Ткань исчезает. Я с трудом сдерживаю визг: вместо ваты в мишку запихнули Ника. И он истекает кровью.
Внутренности игрушки оказались чересчур настоящими.
Шаги. Из зеркала выпрыгивает Карина. Я радуюсь: она поможет мне вылечить друга. Поможет утешить его.
– Как тебе мой подарок? – Накрашенные ярко-красной помадой губы расплываются в улыбке. Кривой улыбке. – Он такой милый, правда?
И такой мертвый…
– Ему плохо, – хнычу я. Меня тошнит от запаха гнили и железа.
– Уже не плохо. Ты его спасла. – Карина не обращает внимания на ранки Ника. – Теперь я спасу тебя. Не волнуйся.
Она гладит меня по спине, как недавно я гладила мишку.
– Какая же ты красивая! – Утешительница скользит пальцем по зеркалу, обводя мой силуэт.

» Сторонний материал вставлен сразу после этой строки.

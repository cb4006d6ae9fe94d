//! Scrollable list table shared by the list screens

use crate::tui::theme::Theme;
use crate::tui::views::helpers::{create_themed_block, update_scroll_offset};
use ratatui::{
    Frame,
    layout::{Constraint, Rect},
    text::Span,
    widgets::{Cell, Row, Table},
};

/// Rows kept visible above and below the cursor
const SCROLL_BUFFER: usize = 2;

/// One table row; `selected` marks the list's current selection
pub struct TableRow {
    pub cells: Vec<Cell<'static>>,
    pub selected: bool,
}

/// Render `rows` under `columns`, highlighting the cursor row
///
/// The first column is a selection marker and is added here.
#[allow(clippy::too_many_arguments)]
pub fn render_table(
    f: &mut Frame,
    area: Rect,
    title: &str,
    columns: &[(&str, Constraint)],
    rows: Vec<TableRow>,
    cursor: usize,
    scroll_offset: &mut usize,
    theme: &Theme,
) {
    // borders and header row
    let visible_height = (area.height as usize).saturating_sub(3);
    update_scroll_offset(cursor, visible_height, scroll_offset, SCROLL_BUFFER);

    let header = Row::new(
        std::iter::once(Cell::from(""))
            .chain(columns.iter().map(|(name, _)| Cell::from(name.to_string()))),
    )
    .style(theme.table_header_style());

    let rows: Vec<Row> = rows
        .into_iter()
        .enumerate()
        .skip(*scroll_offset)
        .take(visible_height)
        .map(|(i, row)| {
            let marker = if row.selected { "●" } else { " " };
            let style = theme.table_row_style(i == cursor, row.selected);
            Row::new(std::iter::once(Cell::from(Span::raw(marker))).chain(row.cells))
                .style(style)
        })
        .collect();

    let widths: Vec<Constraint> = std::iter::once(Constraint::Length(1))
        .chain(columns.iter().map(|(_, width)| *width))
        .collect();

    let table = Table::new(rows, widths)
        .header(header)
        .block(create_themed_block(title, theme));
    f.render_widget(table, area);
}
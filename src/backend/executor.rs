//! External command execution

use super::{BackendError, BackendResult};
use async_trait::async_trait;

/// Runs a program to completion and hands back its stdout
///
/// A non-zero exit becomes [`BackendError::Command`] carrying stderr, which
/// is the text a user needs to see when helm refuses an operation.
#[cfg_attr(test, mockall::automock)]
#[async_trait]
pub trait CommandExecutor: Send + Sync {
    async fn execute(&self, program: &str, args: &[String]) -> BackendResult<String>;
}

/// Executor backed by `tokio::process`
#[derive(Debug, Default, Clone)]
pub struct ProcessExecutor;

#[async_trait]
impl CommandExecutor for ProcessExecutor {
    async fn execute(&self, program: &str, args: &[String]) -> BackendResult<String> {
        tracing::debug!("Executing command: {} {}", program, args.join(" "));

        let output = tokio::process::Command::new(program)
            .args(args)
            .kill_on_drop(true)
            .output()
            .await
            .map_err(|e| BackendError::Io(format!("failed to run {}: {}", program, e)))?;

        let to_text = |bytes: Vec<u8>| String::from_utf8_lossy(&bytes).into_owned();

        if output.status.success() {
            Ok(to_text(output.stdout))
        } else {
            let stderr = to_text(output.stderr);
            tracing::debug!(
                "Command {} exited with {}: {}",
                program,
                output.status,
                stderr.trim()
            );
            Err(BackendError::Command(stderr.trim().to_string()))
        }
    }
}
//! Chart details screen and install flow

use super::Route;
use crate::backend::{BackendResult, SharedBackend};
use crate::dialogs::{InstallDialog, ValuesSource};
use crate::effects::{Pending, RunOnce, take_ready};
use crate::error_channel::ErrorChannel;
use crate::models::ChartDetails;

/// A details screen was mounted without a chart to show
#[derive(Debug, thiserror::Error)]
#[error("chart name is required")]
pub struct MissingChartName;

pub struct ChartDetailsController {
    backend: SharedBackend,
    errors: ErrorChannel,
    name: String,
    mounted: RunOnce,
    fetch: Option<Pending<BackendResult<ChartDetails>>>,
    details: Option<ChartDetails>,
    install: Option<InstallDialog>,
}

impl ChartDetailsController {
    pub fn new(backend: SharedBackend, errors: ErrorChannel, name: impl Into<String>) -> Self {
        Self {
            backend,
            errors,
            name: name.into(),
            mounted: RunOnce::new(),
            fetch: None,
            details: None,
            install: None,
        }
    }

    pub fn name(&self) -> &str {
        &self.name
    }

    /// Fetch the details once; an empty chart name is a caller bug
    pub fn mount(&mut self) -> anyhow::Result<()> {
        if !self.mounted.begin() {
            return Ok(());
        }
        if self.name.is_empty() {
            tracing::error!("Chart details mounted without a chart name");
            return Err(MissingChartName.into());
        }
        let backend = self.backend.clone();
        let name = self.name.clone();
        self.fetch = Some(Pending::spawn("chart details", async move {
            backend.get_chart_details(&name).await
        }));
        Ok(())
    }

    pub fn details(&self) -> Option<&ChartDetails> {
        self.details.as_ref()
    }

    pub fn is_loading(&self) -> bool {
        self.fetch.is_some()
    }

    pub fn open_install(&mut self) -> bool {
        if self.install.is_some() {
            return false;
        }
        self.install = Some(InstallDialog::new(self.name.clone()));
        true
    }

    pub fn install_dialog(&self) -> Option<&InstallDialog> {
        self.install.as_ref()
    }

    pub fn install_dialog_mut(&mut self) -> Option<&mut InstallDialog> {
        self.install.as_mut()
    }

    /// Install with the values currently in `values`
    pub fn submit_install(&mut self, values: &dyn ValuesSource) -> bool {
        match self.install.as_mut() {
            Some(dialog) => dialog.submit(&self.backend, values),
            None => false,
        }
    }

    /// Close the install dialog; refused while the install is running
    pub fn cancel_install(&mut self) -> bool {
        match &self.install {
            Some(dialog) if !dialog.can_cancel() => false,
            Some(_) => {
                self.install = None;
                true
            }
            None => false,
        }
    }

    /// Apply finished calls; yields the next route once an install succeeded
    pub fn poll(&mut self) -> anyhow::Result<Option<Route>> {
        if let Some(result) = take_ready(&mut self.fetch) {
            match result? {
                Ok(details) => self.details = Some(details),
                Err(e) => {
                    tracing::warn!("Fetching details of {} failed: {}", self.name, e);
                    self.errors.report_error(&e);
                }
            }
        }

        if let Some(dialog) = self.install.as_mut()
            && dialog.poll()?.is_some()
        {
            self.install = None;
            return Ok(Some(Route::Releases));
        }
        Ok(None)
    }
}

Я напрягаю зрение и немею от ужаса. Девятилетняя девочка по ту сторону стекла поражена змеями. Они выползают из ушей, рта, носа – по очереди, цепочкой громоздких украшений.
– Ложись. – Карина целует меня в лоб, и я подчиняюсь. – «Спи, малышка, засыпай», – поет она, улыбаясь шире. – «Спи, родная… умирай».
В лопатки впивается ледяной кафель. Тошнит. Я хочу стереть с лица Утешительницы кривой рот, выкорчевать ее заботливый голос.
Убийственно заботливый.
Во мне живут змеи, и – без сомнения – если Карина расплачется, меня разъест, как мишку.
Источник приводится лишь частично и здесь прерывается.